• [Exercise objective]
Send back exactly the lines from the opening line of the records below through the one with "#[function_component(StudentsTable)]".

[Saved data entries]
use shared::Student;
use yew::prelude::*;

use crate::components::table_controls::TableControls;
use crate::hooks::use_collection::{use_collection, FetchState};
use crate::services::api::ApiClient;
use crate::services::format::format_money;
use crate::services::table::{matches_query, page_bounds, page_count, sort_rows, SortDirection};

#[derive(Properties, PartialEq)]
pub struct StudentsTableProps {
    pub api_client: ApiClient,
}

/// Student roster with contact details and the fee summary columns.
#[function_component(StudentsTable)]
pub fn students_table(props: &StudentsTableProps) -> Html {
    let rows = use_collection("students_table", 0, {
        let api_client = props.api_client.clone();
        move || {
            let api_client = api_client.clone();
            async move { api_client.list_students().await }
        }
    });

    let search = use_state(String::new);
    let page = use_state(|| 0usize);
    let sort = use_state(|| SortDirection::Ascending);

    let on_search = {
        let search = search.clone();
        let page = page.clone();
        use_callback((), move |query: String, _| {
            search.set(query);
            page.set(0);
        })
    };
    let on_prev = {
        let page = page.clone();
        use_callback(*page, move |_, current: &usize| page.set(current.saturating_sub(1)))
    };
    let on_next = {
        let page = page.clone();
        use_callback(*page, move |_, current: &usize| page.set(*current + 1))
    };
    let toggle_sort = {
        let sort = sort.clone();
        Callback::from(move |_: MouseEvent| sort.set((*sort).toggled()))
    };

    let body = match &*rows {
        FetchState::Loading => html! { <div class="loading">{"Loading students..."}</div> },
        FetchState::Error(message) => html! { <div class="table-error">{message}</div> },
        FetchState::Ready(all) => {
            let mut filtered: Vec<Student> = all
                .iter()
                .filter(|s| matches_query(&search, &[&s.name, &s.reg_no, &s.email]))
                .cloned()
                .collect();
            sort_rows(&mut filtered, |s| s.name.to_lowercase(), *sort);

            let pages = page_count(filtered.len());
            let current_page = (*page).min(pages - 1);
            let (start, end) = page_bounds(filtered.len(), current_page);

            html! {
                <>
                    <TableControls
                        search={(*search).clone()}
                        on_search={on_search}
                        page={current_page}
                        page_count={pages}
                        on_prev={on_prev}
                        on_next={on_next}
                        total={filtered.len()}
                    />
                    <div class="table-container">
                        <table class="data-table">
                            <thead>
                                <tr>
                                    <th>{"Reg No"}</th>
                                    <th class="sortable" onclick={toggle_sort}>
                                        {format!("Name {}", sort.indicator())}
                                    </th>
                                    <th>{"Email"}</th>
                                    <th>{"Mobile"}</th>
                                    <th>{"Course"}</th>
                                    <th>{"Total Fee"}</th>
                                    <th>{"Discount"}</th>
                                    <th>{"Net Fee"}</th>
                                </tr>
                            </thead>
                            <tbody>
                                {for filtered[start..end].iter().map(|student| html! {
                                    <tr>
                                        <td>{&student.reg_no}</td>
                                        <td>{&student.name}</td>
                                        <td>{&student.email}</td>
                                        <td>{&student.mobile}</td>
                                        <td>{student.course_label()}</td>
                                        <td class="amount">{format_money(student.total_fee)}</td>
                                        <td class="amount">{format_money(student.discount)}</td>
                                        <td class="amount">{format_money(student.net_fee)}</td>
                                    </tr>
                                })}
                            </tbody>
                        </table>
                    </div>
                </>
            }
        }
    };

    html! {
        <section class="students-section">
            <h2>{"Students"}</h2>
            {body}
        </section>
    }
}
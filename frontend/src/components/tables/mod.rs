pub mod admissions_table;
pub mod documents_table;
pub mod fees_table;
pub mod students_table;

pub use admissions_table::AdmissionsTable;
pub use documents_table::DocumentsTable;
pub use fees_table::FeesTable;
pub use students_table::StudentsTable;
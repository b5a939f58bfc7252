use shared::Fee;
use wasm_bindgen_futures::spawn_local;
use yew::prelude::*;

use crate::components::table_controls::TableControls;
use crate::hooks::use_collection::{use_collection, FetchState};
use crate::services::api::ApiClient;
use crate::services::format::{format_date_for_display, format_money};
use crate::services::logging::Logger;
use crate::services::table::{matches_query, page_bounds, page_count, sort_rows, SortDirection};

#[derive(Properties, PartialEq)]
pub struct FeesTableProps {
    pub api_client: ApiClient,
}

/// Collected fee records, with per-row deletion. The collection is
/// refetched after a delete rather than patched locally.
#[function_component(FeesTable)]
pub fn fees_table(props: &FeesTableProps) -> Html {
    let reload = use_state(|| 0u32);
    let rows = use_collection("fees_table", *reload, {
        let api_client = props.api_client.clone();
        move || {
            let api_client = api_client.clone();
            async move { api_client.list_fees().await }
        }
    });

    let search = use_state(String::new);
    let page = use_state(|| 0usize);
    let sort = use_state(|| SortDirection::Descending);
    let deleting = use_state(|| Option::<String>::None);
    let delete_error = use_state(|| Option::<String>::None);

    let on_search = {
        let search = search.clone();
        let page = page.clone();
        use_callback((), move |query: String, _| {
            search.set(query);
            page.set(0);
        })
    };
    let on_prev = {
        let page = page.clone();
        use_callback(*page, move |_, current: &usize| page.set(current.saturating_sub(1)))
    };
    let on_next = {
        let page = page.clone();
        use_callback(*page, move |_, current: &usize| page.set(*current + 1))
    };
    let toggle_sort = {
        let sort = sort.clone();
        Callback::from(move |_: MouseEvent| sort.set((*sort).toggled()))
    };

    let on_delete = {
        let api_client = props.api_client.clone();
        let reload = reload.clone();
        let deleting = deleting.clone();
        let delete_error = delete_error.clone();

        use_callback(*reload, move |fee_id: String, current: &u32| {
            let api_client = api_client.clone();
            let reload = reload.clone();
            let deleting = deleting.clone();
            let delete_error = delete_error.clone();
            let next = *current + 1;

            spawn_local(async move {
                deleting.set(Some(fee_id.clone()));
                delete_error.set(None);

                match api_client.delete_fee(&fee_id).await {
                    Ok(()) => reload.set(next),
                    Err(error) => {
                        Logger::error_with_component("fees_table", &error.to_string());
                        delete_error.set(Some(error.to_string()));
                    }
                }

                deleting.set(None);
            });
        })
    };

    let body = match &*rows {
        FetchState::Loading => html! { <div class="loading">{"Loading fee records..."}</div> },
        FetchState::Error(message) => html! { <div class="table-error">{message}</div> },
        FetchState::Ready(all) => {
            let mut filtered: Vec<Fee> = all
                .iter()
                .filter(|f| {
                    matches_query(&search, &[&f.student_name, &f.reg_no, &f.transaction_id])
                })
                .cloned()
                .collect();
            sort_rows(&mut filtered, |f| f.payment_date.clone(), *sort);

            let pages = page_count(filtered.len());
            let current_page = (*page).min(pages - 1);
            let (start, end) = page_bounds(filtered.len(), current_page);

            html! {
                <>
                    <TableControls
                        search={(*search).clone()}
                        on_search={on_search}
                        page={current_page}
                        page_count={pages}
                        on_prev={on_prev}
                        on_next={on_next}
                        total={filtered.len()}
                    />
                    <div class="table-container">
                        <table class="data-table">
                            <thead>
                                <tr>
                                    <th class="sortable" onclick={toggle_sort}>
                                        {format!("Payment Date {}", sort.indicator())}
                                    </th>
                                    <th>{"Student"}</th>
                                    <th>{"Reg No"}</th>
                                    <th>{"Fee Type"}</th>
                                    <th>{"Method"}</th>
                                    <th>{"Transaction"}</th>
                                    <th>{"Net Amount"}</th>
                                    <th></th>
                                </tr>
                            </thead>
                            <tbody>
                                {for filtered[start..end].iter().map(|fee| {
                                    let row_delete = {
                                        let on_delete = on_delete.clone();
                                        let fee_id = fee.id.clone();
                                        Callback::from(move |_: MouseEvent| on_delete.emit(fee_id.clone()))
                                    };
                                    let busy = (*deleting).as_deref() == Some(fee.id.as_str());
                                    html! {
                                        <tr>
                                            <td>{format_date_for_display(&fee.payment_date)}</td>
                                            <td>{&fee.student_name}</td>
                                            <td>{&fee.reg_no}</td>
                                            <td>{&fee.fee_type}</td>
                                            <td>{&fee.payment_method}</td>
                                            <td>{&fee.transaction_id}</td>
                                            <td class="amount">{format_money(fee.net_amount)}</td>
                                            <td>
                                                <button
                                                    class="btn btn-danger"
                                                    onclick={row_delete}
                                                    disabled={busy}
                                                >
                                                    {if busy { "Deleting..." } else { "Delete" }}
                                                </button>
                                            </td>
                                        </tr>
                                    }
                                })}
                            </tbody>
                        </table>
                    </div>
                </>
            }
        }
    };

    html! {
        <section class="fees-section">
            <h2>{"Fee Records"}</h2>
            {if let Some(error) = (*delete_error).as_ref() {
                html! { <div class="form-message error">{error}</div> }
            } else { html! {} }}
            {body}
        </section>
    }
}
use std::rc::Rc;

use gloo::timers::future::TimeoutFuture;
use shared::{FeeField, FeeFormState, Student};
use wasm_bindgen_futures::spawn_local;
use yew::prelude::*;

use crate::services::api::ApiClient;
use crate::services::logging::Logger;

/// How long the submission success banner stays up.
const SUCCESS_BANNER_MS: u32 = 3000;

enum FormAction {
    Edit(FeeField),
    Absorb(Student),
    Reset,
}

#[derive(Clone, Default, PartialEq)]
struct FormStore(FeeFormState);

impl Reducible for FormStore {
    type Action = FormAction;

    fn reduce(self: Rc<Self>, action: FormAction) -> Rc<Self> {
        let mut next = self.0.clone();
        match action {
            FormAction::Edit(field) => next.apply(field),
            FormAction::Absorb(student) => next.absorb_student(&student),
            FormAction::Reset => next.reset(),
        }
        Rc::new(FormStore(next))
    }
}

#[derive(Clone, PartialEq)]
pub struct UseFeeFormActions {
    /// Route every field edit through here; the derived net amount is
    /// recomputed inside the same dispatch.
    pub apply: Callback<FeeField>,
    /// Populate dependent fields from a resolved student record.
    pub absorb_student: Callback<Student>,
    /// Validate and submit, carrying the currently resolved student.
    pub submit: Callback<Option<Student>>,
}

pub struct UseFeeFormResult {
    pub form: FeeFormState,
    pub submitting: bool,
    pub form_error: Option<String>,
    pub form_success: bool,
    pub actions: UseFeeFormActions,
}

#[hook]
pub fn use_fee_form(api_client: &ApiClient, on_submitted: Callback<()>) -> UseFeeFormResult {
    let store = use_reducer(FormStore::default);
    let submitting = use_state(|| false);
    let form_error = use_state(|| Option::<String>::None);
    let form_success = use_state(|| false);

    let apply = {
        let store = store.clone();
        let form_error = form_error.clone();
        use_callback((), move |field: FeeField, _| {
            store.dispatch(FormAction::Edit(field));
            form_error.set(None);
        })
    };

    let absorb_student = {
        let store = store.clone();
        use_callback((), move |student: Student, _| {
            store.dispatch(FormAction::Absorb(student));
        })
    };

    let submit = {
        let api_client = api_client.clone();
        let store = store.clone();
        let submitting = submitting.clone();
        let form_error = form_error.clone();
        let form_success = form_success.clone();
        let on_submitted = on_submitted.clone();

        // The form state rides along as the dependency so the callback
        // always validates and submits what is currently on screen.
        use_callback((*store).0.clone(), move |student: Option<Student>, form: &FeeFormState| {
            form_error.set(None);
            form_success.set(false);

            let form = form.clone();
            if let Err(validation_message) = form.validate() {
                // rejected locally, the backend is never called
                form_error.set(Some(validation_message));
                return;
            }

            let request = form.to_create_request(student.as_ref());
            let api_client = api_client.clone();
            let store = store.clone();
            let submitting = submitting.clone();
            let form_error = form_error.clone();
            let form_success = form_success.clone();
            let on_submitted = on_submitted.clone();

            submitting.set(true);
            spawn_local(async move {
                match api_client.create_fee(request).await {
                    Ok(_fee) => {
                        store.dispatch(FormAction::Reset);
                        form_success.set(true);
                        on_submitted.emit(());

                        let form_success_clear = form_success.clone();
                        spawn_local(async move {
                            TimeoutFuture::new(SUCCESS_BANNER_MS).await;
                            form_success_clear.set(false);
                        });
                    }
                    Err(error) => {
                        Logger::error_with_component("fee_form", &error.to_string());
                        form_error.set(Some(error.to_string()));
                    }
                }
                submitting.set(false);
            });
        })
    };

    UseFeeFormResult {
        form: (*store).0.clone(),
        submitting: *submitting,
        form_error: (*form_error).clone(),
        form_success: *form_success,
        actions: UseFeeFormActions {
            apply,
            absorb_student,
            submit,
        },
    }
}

• [Solution for this task]
use shared::Student;
use yew::prelude::*;

use crate::components::table_controls::TableControls;
use crate::hooks::use_collection::{use_collection, FetchState};
use crate::services::api::ApiClient;
use crate::services::format::format_money;
use crate::services::table::{matches_query, page_bounds, page_count, sort_rows, SortDirection};

#[derive(Properties, PartialEq)]
pub struct StudentsTableProps {
    pub api_client: ApiClient,
}

/// Student roster with contact details and the fee summary columns.
#[function_component(StudentsTable)]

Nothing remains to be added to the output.